De acordo com a doutora Becker, são notícias promissoras. “Muitas pessoas sentem cheiro de lixo, fumaça, algo podre ou borracha queimando”, relatou a médica sobre cheiros fantasmas que seus pacientes notaram. “É meio nojento, mas no fundo um bom sinal de que as coisas estão tentando se assentar. Quando a recuperação acontece, às vezes as conexões podem se cruzar”.

Embora ainda não se saiba por que as pessoas perdem o olfato com a Covid-19, Wen disse que “acredita-se que o coronavírus não afeta as células nervosas que controlam o cheiro, mas sim as células ao seu redor”.

Isso também é considerado uma boa notícia para a recuperação, uma vez que as células de suporte se regeneram mais facilmente do que os neurônios. “Após o crescimento das células, pode levar algum tempo e treinamento para voltar ao normal”, contou.

Treinamento olfativo

Retreinar seu olfato é algo que Kaya Cheshire – que disse que ainda está não tem 90% do olfato desde que contraiu um caso leve de Covid-19 em julho passado – vem experimentando, além de adicionar muito mais ervas e temperos do que o normal para sua comida. “Sinto muita falta do cheiro”, lamentou Cheshire, 28, que mora em Londres e é chefe de marketing do WorkClub. Ela disse que pegaria Covid-19 “cinco vezes” se isso trouxesse o olfato de volta.

“É tão nostálgico sentir o cheiro de comida sendo preparada. Adicionar limão ou cravo e outros ingredientes aromáticos realçam tudo e me fazem sentir que não estou perdendo tanto, embora eu saiba que estou”.

Por sugestão de seu médico, Cheshire recentemente começou a “treinar cheiros”, usando coisas como rosa, limão, cravo, alho, eucalipto e menta, com aromas muito fortes, para treinar seu cérebro. “Estou tentando pensar em como as coisas costumavam cheirar para que eu possa me lembrar delas e reconhecer os odores novamente”, disse.

Becker disse que é uma tática que ela recomenda aos pacientes, já que não há cura para a anosmia. “Retreinar seu cérebro para saber o cheiro das coisas para que você possa se lembrar é um pouco misterioso”, disse ela. “Mas usar a memória para treinar os neurônios pode funcionar nas duas direções. A memória pode ajudá-lo a cheirar, e o cheiro pode ajudá-lo a se lembrar”.

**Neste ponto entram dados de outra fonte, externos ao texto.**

use std::error::Error;

fn main() -> Result<(), Box<dyn Error>> {
    splitters::example_apps::run_split_dataset(std::env::args().skip(1))
}
use serde::{Deserialize, Serialize};
use std::collections::HashSet;

use crate::errors::SplitError;
pub use crate::types::{GroupKey, ItemId, ItemIndex, Label, TaskIndex};

/// One dataset record (for example a compound with its assay labels).
#[derive(Clone, Debug, PartialEq, Serialize, Deserialize)]
pub struct Item {
    /// Stable identifier, unique within a dataset.
    pub id: ItemId,
    /// Per-task label values in task order; `None` marks a missing value.
    #[serde(default)]
    pub labels: Vec<Label>,
    /// Opaque grouping key (for example a scaffold) used by group splitting.
    #[serde(default, skip_serializing_if = "Option::is_none")]
    pub group_key: Option<GroupKey>,
    /// Fixed-length bit or numeric vector used for similarity computation.
    #[serde(default, skip_serializing_if = "Option::is_none")]
    pub feature_vector: Option<Vec<f64>>,
    /// Scalar used by ordered splitting (for example molecular weight).
    #[serde(default, skip_serializing_if = "Option::is_none")]
    pub numeric_attribute: Option<f64>,
}

impl Item {
    /// Create an item with no labels or attributes.
    pub fn new(id: impl Into<ItemId>) -> Self {
        Self {
            id: id.into(),
            labels: Vec::new(),
            group_key: None,
            feature_vector: None,
            numeric_attribute: None,
        }
    }

    /// Attach fully observed label values.
    pub fn with_labels<I>(mut self, labels: I) -> Self
    where
        I: IntoIterator<Item = f64>,
    {
        self.labels = labels.into_iter().map(Some).collect();
        self
    }

    /// Attach label values where some tasks may be missing.
    pub fn with_sparse_labels<I>(mut self, labels: I) -> Self
    where
        I: IntoIterator<Item = Label>,
    {
        self.labels = labels.into_iter().collect();
        self
    }

    /// Precomputed group (for example a scaffold SMILES).
    pub fn with_group_key(mut self, key: impl Into<GroupKey>) -> Self {
        self.group_key = Some(key.into());
        self
    }

    /// Feature vector used by similarity providers.
    pub fn with_features<I>(mut self, features: I) -> Self
    where
        I: IntoIterator<Item = f64>,
    {
        self.feature_vector = Some(features.into_iter().collect());
        self
    }

    /// Value ordered by the numeric splitter.
    pub fn with_numeric_attribute(mut self, value: f64) -> Self {
        self.numeric_attribute = Some(value);
        self
    }

    /// Label for `task`, or `None` when missing or out of range.
    pub fn label(&self, task: TaskIndex) -> Label {
        self.labels.get(task).copied().flatten()
    }

    /// Whether the label for `task` is present and strictly above `threshold`.
    pub fn is_positive(&self, task: TaskIndex, threshold: f64) -> bool {
        self.label(task).is_some_and(|value| value > threshold)
    }

    /// Whether any task label is present and strictly above `threshold`.
    pub fn any_positive(&self, threshold: f64) -> bool {
        self.labels
            .iter()
            .flatten()
            .any(|value| *value > threshold)
    }
}

/// Ordered collection of items sharing one task count.
#[derive(Clone, Debug, Default, PartialEq, Serialize, Deserialize)]
#[serde(try_from = "Vec<Item>", into = "Vec<Item>")]
pub struct Dataset {
    items: Vec<Item>,
    n_tasks: usize,
}

impl Dataset {
    /// Build a dataset, rejecting duplicate ids and ragged label vectors.
    pub fn new(items: Vec<Item>) -> Result<Self, SplitError> {
        let n_tasks = items.first().map(|item| item.labels.len()).unwrap_or(0);
        let mut seen: HashSet<&str> = HashSet::with_capacity(items.len());
        for (idx, item) in items.iter().enumerate() {
            if !seen.insert(item.id.as_str()) {
                return Err(SplitError::config(format!(
                    "duplicate item id '{}' at index {idx}",
                    item.id
                )));
            }
            if item.labels.len() != n_tasks {
                return Err(SplitError::config(format!(
                    "item '{}' has {} labels but the dataset has {n_tasks} tasks",
                    item.id,
                    item.labels.len()
                )));
            }
        }
        Ok(Self { items, n_tasks })
    }

    /// Number of items.
    pub fn len(&self) -> usize {
        self.items.len()
    }

    /// Whether the dataset has no items.
    pub fn is_empty(&self) -> bool {
        self.items.is_empty()
    }

    /// Number of label columns shared by every item.
    pub fn n_tasks(&self) -> usize {
        self.n_tasks
    }

    /// Items in dataset order; positions are item indices.
    pub fn items(&self) -> &[Item] {
        &self.items
    }

    /// Item at `idx`.
    pub fn get(&self, idx: ItemIndex) -> Option<&Item> {
        self.items.get(idx)
    }

    /// Items in dataset order.
    pub fn iter(&self) -> std::slice::Iter<'_, Item> {
        self.items.iter()
    }

    /// New dataset holding clones of the items at `indices`, in that order.
    pub fn subset(&self, indices: &[ItemIndex]) -> Result<Self, SplitError> {
        let mut items = Vec::with_capacity(indices.len());
        for &idx in indices {
            let item = self.items.get(idx).ok_or_else(|| {
                SplitError::config(format!(
                    "index {idx} is out of range for a dataset of {} items",
                    self.items.len()
                ))
            })?;
            items.push(item.clone());
        }
        Self::new(items)
    }

    /// New dataset with every item but only the label columns in `tasks`.
    pub fn select_tasks(&self, tasks: &[TaskIndex]) -> Result<Self, SplitError> {
        if let Some(&bad) = tasks.iter().find(|&&task| task >= self.n_tasks) {
            return Err(SplitError::config(format!(
                "task index {bad} is out of range for a dataset with {} tasks",
                self.n_tasks
            )));
        }
        let items = self
            .items
            .iter()
            .map(|item| Item {
                labels: tasks.iter().map(|&task| item.labels[task]).collect(),
                ..item.clone()
            })
            .collect();
        Ok(Self {
            items,
            n_tasks: tasks.len(),
        })
    }
}

impl TryFrom<Vec<Item>> for Dataset {
    type Error = SplitError;

    fn try_from(items: Vec<Item>) -> Result<Self, Self::Error> {
        Self::new(items)
    }
}

impl From<Dataset> for Vec<Item> {
    fn from(dataset: Dataset) -> Self {
        dataset.items
    }
}

impl<'a> IntoIterator for &'a Dataset {
    type Item = &'a Item;
    type IntoIter = std::slice::Iter<'a, Item>;

    fn into_iter(self) -> Self::IntoIter {
        self.items.iter()
    }
}

#[cfg(test)]
mod tests {
    use super::*;

    #[test]
    fn rejects_duplicate_ids() {
        let err = Dataset::new(vec![Item::new("a"), Item::new("a")]).unwrap_err();
        assert!(
            matches!(err, SplitError::InvalidConfiguration(ref msg) if msg.contains("duplicate"))
        );
    }

    #[test]
    fn rejects_ragged_labels() {
        let err = Dataset::new(vec![
            Item::new("a").with_labels([1.0, 0.0]),
            Item::new("b").with_labels([1.0]),
        ])
        .unwrap_err();
        assert!(matches!(err, SplitError::InvalidConfiguration(ref msg) if msg.contains("tasks")));
    }

    #[test]
    fn missing_labels_are_never_positive() {
        let item = Item::new("a").with_sparse_labels([None, Some(2.0)]);
        assert!(!item.is_positive(0, 0.0));
        assert!(item.is_positive(1, 0.0));
        assert!(!item.is_positive(7, 0.0));
        assert!(item.any_positive(1.5));
        assert!(!item.any_positive(2.0));
    }

    #[test]
    fn select_tasks_keeps_items_and_drops_columns() {
        let dataset = Dataset::new(vec![
            Item::new("a").with_labels([1.0, 2.0, 3.0]),
            Item::new("b").with_sparse_labels([None, Some(5.0), Some(6.0)]),
        ])
        .unwrap();
        let narrowed = dataset.select_tasks(&[2, 0]).unwrap();
        assert_eq!(narrowed.len(), 2);
        assert_eq!(narrowed.n_tasks(), 2);
        assert_eq!(narrowed.items()[0].labels, vec![Some(3.0), Some(1.0)]);
        assert_eq!(narrowed.items()[1].labels, vec![Some(6.0), None]);
        assert!(dataset.select_tasks(&[3]).is_err());
    }

    #[test]
    fn json_round_trip_revalidates() {
        let raw = r#"[{"id":"a","labels":[1.0]},{"id":"a","labels":[0.0]}]"#;
        assert!(serde_json::from_str::<Dataset>(raw).is_err());

        let raw = r#"[{"id":"a","labels":[1.0,null],"group_key":"c1ccccc1"}]"#;
        let dataset: Dataset = serde_json::from_str(raw).unwrap();
        assert_eq!(dataset.n_tasks(), 2);
        assert_eq!(dataset.items()[0].group_key.as_deref(), Some("c1ccccc1"));
    }
}
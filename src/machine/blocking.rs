//! Synchronous machine serialized by an OS mutex.

use super::executor::{Executor, MoveOptions, Request};
use super::TransitionError;
use crate::builder::{Configuration, ConfigurationError, MachineBuilder};
use crate::core::{ParameterizedTrigger, State, Trigger};
use std::any::Any;
use std::sync::{Mutex, PoisonError};
use std::thread::{self, ThreadId};
use tracing::trace;

/// Machine shared between threads; concurrent callers block until the
/// transition in flight completes.
///
/// A callback firing on its own machine would deadlock on the mutex, so the
/// owning thread is tracked and such calls fail with
/// [`TransitionError::InTransition`] instead.
pub struct BlockingStateMachine<S, T> {
    executor: Executor<S, T>,
    lock: Mutex<()>,
    owner: Mutex<Option<ThreadId>>,
}

/// Clears the owner when the transition ends, including by panic.
struct OwnerReset<'a> {
    owner: &'a Mutex<Option<ThreadId>>,
}

impl Drop for OwnerReset<'_> {
    fn drop(&mut self) {
        *self.owner.lock().unwrap_or_else(PoisonError::into_inner) = None;
    }
}

impl<S: State, T: Trigger> BlockingStateMachine<S, T> {
    pub fn new(configuration: Configuration<S, T>, initial: S) -> Result<Self, ConfigurationError> {
        MachineBuilder::new(configuration)
            .initial(initial)
            .build_blocking()
    }

    pub(crate) fn from_executor(executor: Executor<S, T>) -> Self {
        Self {
            executor,
            lock: Mutex::new(()),
            owner: Mutex::new(None),
        }
    }

    pub fn fire(&self, trigger: T) -> Result<(), TransitionError> {
        self.exclusive(Request::fire(trigger))
    }

    pub fn fire_with<A: Any + Send>(
        &self,
        trigger: &ParameterizedTrigger<T, A>,
        argument: A,
    ) -> Result<(), TransitionError> {
        self.exclusive(Request::fire_with(trigger.trigger().clone(), argument))
    }

    pub fn move_to_state(&self, state: S, options: MoveOptions) -> Result<(), TransitionError> {
        self.exclusive(Request::move_to(state, options))
    }

    pub fn can_handle(&self, trigger: &T) -> bool {
        self.executor.can_handle_inline(trigger)
    }

    fn exclusive(&self, request: Request<S, T>) -> Result<(), TransitionError> {
        let me = thread::current().id();
        if *self.owner.lock().unwrap_or_else(PoisonError::into_inner) == Some(me) {
            return if self.executor.is_enabled() {
                Err(TransitionError::InTransition)
            } else {
                Ok(())
            };
        }

        let _lock = self.lock.lock().unwrap_or_else(PoisonError::into_inner);
        trace!(machine = %self.executor.id(), "blocking lock acquired");
        *self.owner.lock().unwrap_or_else(PoisonError::into_inner) = Some(me);
        let _reset = OwnerReset { owner: &self.owner };

        self.executor.execute_inline(request)
    }

    fn executor(&self) -> &Executor<S, T> {
        &self.executor
    }
}

machine_accessors!(BlockingStateMachine);
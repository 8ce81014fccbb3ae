//! Lifecycle notifications and unhandled-trigger handlers.

use super::error::Rejection;
use std::sync::{Arc, PoisonError, RwLock};

/// A transition that is starting or has just been executed.
///
/// `trigger` is `None` for forced moves made with `move_to_state`.
#[derive(Clone, Debug, PartialEq, Eq)]
pub struct TransitionEvent<S, T> {
    pub from: S,
    pub to: S,
    pub trigger: Option<T>,
}

/// A trigger that could not be handled from `state`.
#[derive(Clone, Debug, PartialEq, Eq)]
pub struct UnhandledTrigger<S, T> {
    pub state: S,
    pub trigger: T,
    pub reason: Rejection,
}

/// A transition target without a configured record.
#[derive(Clone, Debug, PartialEq, Eq)]
pub struct InvalidState<S, T> {
    pub current: S,
    pub requested: S,
    pub trigger: Option<T>,
}

type Listener<E> = Arc<dyn Fn(&E) + Send + Sync>;

/// Registered listeners of one machine.
///
/// Listeners are copied out before being called, so a listener may register
/// further listeners without deadlocking.
pub(crate) struct Hooks<S, T> {
    started: RwLock<Vec<Listener<TransitionEvent<S, T>>>>,
    executed: RwLock<Vec<Listener<TransitionEvent<S, T>>>>,
    unhandled: RwLock<Option<Listener<UnhandledTrigger<S, T>>>>,
    invalid_state: RwLock<Option<Listener<InvalidState<S, T>>>>,
}

impl<S, T> Hooks<S, T> {
    pub(crate) fn new() -> Self {
        Self {
            started: RwLock::new(Vec::new()),
            executed: RwLock::new(Vec::new()),
            unhandled: RwLock::new(None),
            invalid_state: RwLock::new(None),
        }
    }

    pub(crate) fn add_started(&self, listener: Listener<TransitionEvent<S, T>>) {
        write(&self.started).push(listener);
    }

    pub(crate) fn add_executed(&self, listener: Listener<TransitionEvent<S, T>>) {
        write(&self.executed).push(listener);
    }

    pub(crate) fn set_unhandled(&self, handler: Listener<UnhandledTrigger<S, T>>) {
        *write(&self.unhandled) = Some(handler);
    }

    pub(crate) fn set_invalid_state(&self, handler: Listener<InvalidState<S, T>>) {
        *write(&self.invalid_state) = Some(handler);
    }

    pub(crate) fn transition_started(&self, event: &TransitionEvent<S, T>) {
        let listeners = read(&self.started).clone();
        for listener in listeners {
            listener(event);
        }
    }

    pub(crate) fn transition_executed(&self, event: &TransitionEvent<S, T>) {
        let listeners = read(&self.executed).clone();
        for listener in listeners {
            listener(event);
        }
    }

    /// Route an unhandled trigger to the handler. Returns false when no
    /// handler is registered and the caller should raise an error instead.
    pub(crate) fn unhandled_trigger(&self, event: &UnhandledTrigger<S, T>) -> bool {
        let handler = read(&self.unhandled).clone();
        match handler {
            Some(handler) => {
                handler(event);
                true
            }
            None => false,
        }
    }

    pub(crate) fn invalid_state(&self, event: &InvalidState<S, T>) -> bool {
        let handler = read(&self.invalid_state).clone();
        match handler {
            Some(handler) => {
                handler(event);
                true
            }
            None => false,
        }
    }
}

fn read<V>(lock: &RwLock<V>) -> std::sync::RwLockReadGuard<'_, V> {
    lock.read().unwrap_or_else(PoisonError::into_inner)
}

fn write<V>(lock: &RwLock<V>) -> std::sync::RwLockWriteGuard<'_, V> {
    lock.write().unwrap_or_else(PoisonError::into_inner)
}
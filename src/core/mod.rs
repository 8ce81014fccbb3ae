//! Core value types of the transition engine.
//!
//! This module contains the building blocks the configuration table is made
//! of:
//! - State and trigger bounds via the `State` and `Trigger` traits
//! - Guard predicates, callbacks and actions in sync and async shapes
//! - Dynamic targets and parameterized triggers
//! - Bounded transition history

mod action;
mod dynamic;
mod guard;
mod history;
mod representation;
mod state;
mod trigger;

pub use action::{
    Action, Argument, ArgumentType, Callback, CallbackError, CallbackOutput, CallbackResult,
};
pub use dynamic::{DynamicState, DynamicTarget};
pub use guard::Guard;
pub use history::{StateHistory, StateTransition};
pub use representation::{StateRepresentation, Target, TriggerRepresentation};
pub use state::{State, Trigger};
pub use trigger::ParameterizedTrigger;
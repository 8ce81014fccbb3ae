//! Configuration errors raised while building tables and machines.

use thiserror::Error;

/// Errors that can occur when configuring states and creating machines.
#[derive(Debug, Clone, Error, PartialEq, Eq)]
pub enum ConfigurationError {
    #[error("Trigger {trigger} is already configured for state {state}. Permit and ignore are exclusive per trigger")]
    ExclusiveOperation { state: String, trigger: String },

    #[error("Configuration has no states. Configure at least one state before creating a machine")]
    EmptyConfiguration,

    #[error("Transition for trigger {trigger} has no target. Call .to(state), .reentry(), .ignore() or .dynamic(resolver)")]
    MissingTarget { trigger: String },

    #[error("State {state} has async callbacks. Use an awaitable, queued or scheduled machine")]
    AsyncCallbackInSyncMachine { state: String },
}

Segundo ela, não é necessário usar um kit sofisticado de óleos essenciais. “Basta usar as coisas que você tem para combinar esse cheiro com a memória do seu cheiro”. Isso também pode ser algo aromático e nostálgico para o jantar.

Sarah Yeats (que recuperou a maior parte do olfato e do paladar, mas não tudo) recentemente fez uma tigela de ramen com coentro e cebolas verdes em um caldo grosso. “Estou tentando servir alimentos que pareçam mais saborosos e mais bonitos”, disse. Para seu marido, Alex, o prato era uma forma de memória em si.

“Já que me lembro do cheiro e do gosto, posso imaginar e isso é útil”.